RECORDS TO USE Start Marker

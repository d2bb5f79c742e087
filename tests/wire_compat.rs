//! Wire compatibility tests.
//!
//! These tests pin the exact bytes produced for known records and check
//! decoding of buffers written by other protobuf producers, including
//! fields this schema does not (or no longer) declares.

use dir_metadata::core::config::DecodeLimits;
use dir_metadata::{
    decode, decode_with, encode, enum_name, field_names, EnumKind, MalformedReason, Message,
    Metadata, Monorail, Os, RecordKind, WireType,
};

// =============================================================================
// Test Helpers
// =============================================================================

fn bytes(hex_str: &str) -> Vec<u8> {
    hex::decode(hex_str).expect("valid hex")
}

/// `team@example.com`
const TEAM_EMAIL_HEX: &str = "7465616d406578616d706c652e636f6d";

/// Monorail { project: "chromium", component: "Blink" }
const MONORAIL_HEX: &str = "0a086368726f6d69756d1205426c696e6b";

// =============================================================================
// Encoding
// =============================================================================

#[test]
fn encodes_team_email_and_os() {
    let meta = Metadata::builder()
        .team_email("team@example.com")
        .os(Os::Linux)
        .build();

    let expected = bytes(&format!("1210{}1801", TEAM_EMAIL_HEX));
    assert_eq!(encode(&meta), expected);
}

#[test]
fn encodes_monorail() {
    assert_eq!(
        encode(&Monorail::new("chromium", "Blink")),
        bytes(MONORAIL_HEX)
    );
}

#[test]
fn encodes_embedded_monorail() {
    let meta = Metadata::builder().monorail("chromium", "Blink").build();
    assert_eq!(encode(&meta), bytes(&format!("0a11{}", MONORAIL_HEX)));
}

#[test]
fn all_default_metadata_has_no_tags() {
    assert!(encode(&Metadata::default()).is_empty());
}

#[test]
fn unwrapped_default_os_is_omitted() {
    let meta = Metadata::builder().os(Os::Unrecognized(0)).build();
    assert!(encode(&meta).is_empty());

    let parsed: Metadata = decode(&encode(&meta)).unwrap();
    assert_eq!(parsed, meta);
}

#[test]
fn unwrapped_declared_os_roundtrips() {
    let meta = Metadata::builder().os(Os::Unrecognized(2)).build();
    assert_eq!(encode(&meta), bytes("1802"));

    let parsed: Metadata = decode(&encode(&meta)).unwrap();
    assert_eq!(parsed.os, Os::Windows);
    assert_eq!(parsed, meta);
}

#[test]
fn encodes_negative_os_sign_extended() {
    let meta = Metadata::builder().os(Os::from(-1)).build();
    assert_eq!(encode(&meta), bytes("18ffffffffffffffffff01"));
}

// =============================================================================
// Decoding
// =============================================================================

#[test]
fn decodes_example_record() {
    let meta: Metadata = decode(&bytes(&format!("1210{}1801", TEAM_EMAIL_HEX))).unwrap();

    assert_eq!(meta.team_email, "team@example.com");
    assert_eq!(meta.os, Os::Linux);
    assert_eq!(meta.monorail, None);
}

#[test]
fn decodes_fields_out_of_order() {
    let meta: Metadata = decode(&bytes(&format!("18071210{}", TEAM_EMAIL_HEX))).unwrap();
    assert_eq!(meta.os, Os::Fuchsia);
    assert_eq!(meta.team_email, "team@example.com");
}

#[test]
fn unknown_os_survives_roundtrip() {
    let meta: Metadata = decode(&bytes("1863")).unwrap();
    assert_eq!(meta.os.as_i32(), 99);
    assert_eq!(enum_name(EnumKind::Os, 99), "99");
    assert_eq!(encode(&meta), bytes("1863"));
}

#[test]
fn reserved_field_13_varint_skipped() {
    let stripped = bytes("1801");
    let with_reserved = bytes("6896011801");

    let a: Metadata = decode(&with_reserved).unwrap();
    let b: Metadata = decode(&stripped).unwrap();
    assert_eq!(a, b);
}

#[test]
fn reserved_field_14_length_delimited_skipped() {
    let stripped = bytes(&format!("1210{}", TEAM_EMAIL_HEX));
    let with_reserved = bytes(&format!("72036162631210{}", TEAM_EMAIL_HEX));

    let a: Metadata = decode(&with_reserved).unwrap();
    let b: Metadata = decode(&stripped).unwrap();
    assert_eq!(a, b);
}

#[test]
fn reserved_fields_fixed_width_skipped() {
    // field 13 fixed64, field 14 fixed32, then os = MAC
    let meta: Metadata = decode(&bytes("690102030405060708750a0b0c0d1803")).unwrap();
    assert_eq!(meta, Metadata::builder().os(Os::Mac).build());
}

#[test]
fn reserved_groups_skipped() {
    // field 13 group { field 1 = 1 }, empty field 14 group, then os = ANDROID
    let meta: Metadata = decode(&bytes("6b08016c73741804")).unwrap();
    assert_eq!(meta, Metadata::builder().os(Os::Android).build());
}

#[test]
fn unknown_group_skipped() {
    // field 15 group { field 1 = 1 }, then os = IOS
    let meta: Metadata = decode(&bytes("7b08017c1805")).unwrap();
    assert_eq!(meta.os, Os::Ios);
}

#[test]
fn unknown_fields_are_dropped_on_reencode() {
    let meta: Metadata = decode(&bytes("68011801")).unwrap();
    assert_eq!(encode(&meta), bytes("1801"));
}

// =============================================================================
// Malformed input
// =============================================================================

#[test]
fn truncated_team_email_reports_length_offset() {
    // declared 16 bytes, only 4 present
    let err = decode::<Metadata>(&bytes("180112107465616d")).unwrap_err();
    assert_eq!(err.offset(), 3);
    assert_eq!(
        err.reason(),
        &MalformedReason::LengthOverrun {
            declared: 16,
            remaining: 4
        }
    );
    assert_eq!(
        err.to_string(),
        "malformed input at byte 3: declared length 16 exceeds 4 remaining bytes"
    );
}

#[test]
fn wrong_wire_type_for_team_email() {
    let err = decode::<Metadata>(&bytes("1005")).unwrap_err();
    assert_eq!(err.offset(), 0);
    assert_eq!(
        err.reason(),
        &MalformedReason::WireTypeMismatch {
            field: 2,
            expected: WireType::LengthDelimited,
            found: WireType::Varint,
        }
    );
}

#[test]
fn wrong_wire_type_for_monorail() {
    let err = decode::<Metadata>(&bytes("18010d00000000")).unwrap_err();
    assert_eq!(err.offset(), 2);
}

#[test]
fn nested_overrun_offset_is_absolute() {
    // monorail (4 bytes) { project declares 9 bytes, has 2 }
    let err = decode::<Metadata>(&bytes("0a040a096162")).unwrap_err();
    assert_eq!(err.offset(), 3);
}

#[test]
fn truncated_varint_os() {
    let err = decode::<Metadata>(&bytes("1880")).unwrap_err();
    assert_eq!(err.offset(), 1);
    assert_eq!(err.reason(), &MalformedReason::TruncatedVarint);
}

#[test]
fn field_number_zero_rejected() {
    let err = decode::<Monorail>(&bytes("0201")).unwrap_err();
    assert!(matches!(err.reason(), MalformedReason::InvalidFieldNumber(_)));
}

#[test]
fn limits_apply_to_decode() {
    let payload = bytes(&format!("1210{}", TEAM_EMAIL_HEX));
    let limits = DecodeLimits::default().with_max_input_len(8);

    let err = decode_with::<Metadata>(&payload, &limits).unwrap_err();
    assert_eq!(err.offset(), 8);
    assert_eq!(
        err.reason(),
        &MalformedReason::InputTooLarge {
            len: payload.len(),
            limit: 8
        }
    );
}

#[test]
fn deeply_nested_groups_fail_without_overflow() {
    let limits = DecodeLimits::default().with_recursion_limit(u32::MAX);
    let payload = vec![0x7b; 500_000];

    let err = decode_with::<Metadata>(&payload, &limits).unwrap_err();
    assert_eq!(err.offset(), payload.len() - 1);
    assert_eq!(err.reason(), &MalformedReason::UnterminatedGroup(15));
}

#[test]
fn nested_groups_hit_default_recursion_limit() {
    let payload = vec![0x7b; 200];

    let err = decode::<Metadata>(&payload).unwrap_err();
    assert_eq!(err.offset(), 100);
    assert_eq!(err.reason(), &MalformedReason::RecursionLimitExceeded(100));
}

// =============================================================================
// Reflection
// =============================================================================

#[test]
fn field_names_in_declaration_order() {
    assert_eq!(
        field_names(RecordKind::Metadata).collect::<Vec<_>>(),
        vec!["monorail", "team_email", "os"]
    );
    assert_eq!(
        field_names(RecordKind::Monorail).collect::<Vec<_>>(),
        vec!["project", "component"]
    );
}

#[test]
fn descriptor_wire_types_match_encoder() {
    let meta = Metadata::builder()
        .monorail("p", "c")
        .team_email("t")
        .os(Os::Chrome)
        .build();
    let encoded = meta.encode_to_vec();

    // Keys appear in declaration order: 0x0a, 0x12, 0x18
    let descriptor = RecordKind::Metadata.descriptor();
    let keys: Vec<u8> = descriptor
        .fields
        .iter()
        .map(|f| ((f.number << 3) as u8) | f.wire_type().as_u8())
        .collect();
    assert_eq!(keys, vec![0x0a, 0x12, 0x18]);
    assert_eq!(encoded[0], keys[0]);
}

RECORDS TO USE End Marker

*YOUR GOAL*.
The lines to reproduce run from the one that contains "u8) | f.wire_type().as_u8())" through the last line above; copy them exactly.

*RESPONSE AREA*.
        .map(|f| ((f.number << 3) as u8) | f.wire_type().as_u8())
        .collect();
    assert_eq!(keys, vec![0x0a, 0x12, 0x18]);
    assert_eq!(encoded[0], keys[0]);
}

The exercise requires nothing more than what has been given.